Work task:
Copy out the data that follows exactly, leaving out no line.
──────── Records for this task ────────
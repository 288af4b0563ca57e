// src/application/services/mod.rs
use std::sync::Arc;

use crate::{
    application::{
        commands::stores::StoreCommandService,
        ports::{time::Clock, util::SlugGenerator},
        queries::stores::StoreQueryService,
    },
    config::SlugSettings,
    domain::store::{StoreReadRepository, StoreWriteRepository, services::StoreSlugService},
};

pub struct ApplicationServices {
    pub store_commands: Arc<StoreCommandService>,
    pub store_queries: Arc<StoreQueryService>,
    slug_service: Arc<StoreSlugService>,
}

impl ApplicationServices {
    pub fn new(
        store_write_repo: Arc<dyn StoreWriteRepository>,
        store_read_repo: Arc<dyn StoreReadRepository>,
        clock: Arc<dyn Clock>,
        slugger: Arc<dyn SlugGenerator>,
        slug_settings: SlugSettings,
    ) -> Self {
        let slug_service = Arc::new(
            StoreSlugService::new(Arc::clone(&store_read_repo), Arc::clone(&slugger))
                .with_self_exclusion(slug_settings.exclude_self),
        );

        let store_commands = Arc::new(
            StoreCommandService::new(
                Arc::clone(&store_write_repo),
                Arc::clone(&store_read_repo),
                Arc::clone(&slug_service),
                Arc::clone(&clock),
            )
            .with_conflict_retries(slug_settings.conflict_retries),
        );

        let store_queries = Arc::new(StoreQueryService::new(Arc::clone(&store_read_repo)));

        Self {
            store_commands,
            store_queries,
            slug_service,
        }
    }

    pub fn slug_service(&self) -> Arc<StoreSlugService> {
        Arc::clone(&self.slug_service)
    }
}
────────
Result:
repository 288af4b0563ca57e
// src/application/services/mod.rs
use std::sync::Arc;

use crate::{
    application::{
        commands::stores::StoreCommandService,
        ports::{time::Clock, util::SlugGenerator},
        queries::stores::StoreQueryService,
    },
    config::SlugSettings,
    domain::store::{StoreReadRepository, StoreWriteRepository, services::StoreSlugService},
};

pub struct ApplicationServices {
    pub store_commands: Arc<StoreCommandService>,
    pub store_queries: Arc<StoreQueryService>,
    slug_service: Arc<StoreSlugService>,
}

impl ApplicationServices {
    pub fn new(
        store_write_repo: Arc<dyn StoreWriteRepository>,
        store_read_repo: Arc<dyn StoreReadRepository>,
        clock: Arc<dyn Clock>,
        slugger: Arc<dyn SlugGenerator>,
        slug_settings: SlugSettings,
    ) -> Self {
        let slug_service = Arc::new(
            StoreSlugService::new(Arc::clone(&store_read_repo), Arc::clone(&slugger))
                .with_self_exclusion(slug_settings.exclude_self),
        );

        let store_commands = Arc::new(
            StoreCommandService::new(
                Arc::clone(&store_write_repo),
                Arc::clone(&store_read_repo),
                Arc::clone(&slug_service),
                Arc::clone(&clock),
            )
            .with_conflict_retries(slug_settings.conflict_retries),
        );

        let store_queries = Arc::new(StoreQueryService::new(Arc::clone(&store_read_repo)));

        Self {
            store_commands,
            store_queries,
            slug_service,
        }
    }

    pub fn slug_service(&self) -> Arc<StoreSlugService> {
        Arc::clone(&self.slug_service)
    }
}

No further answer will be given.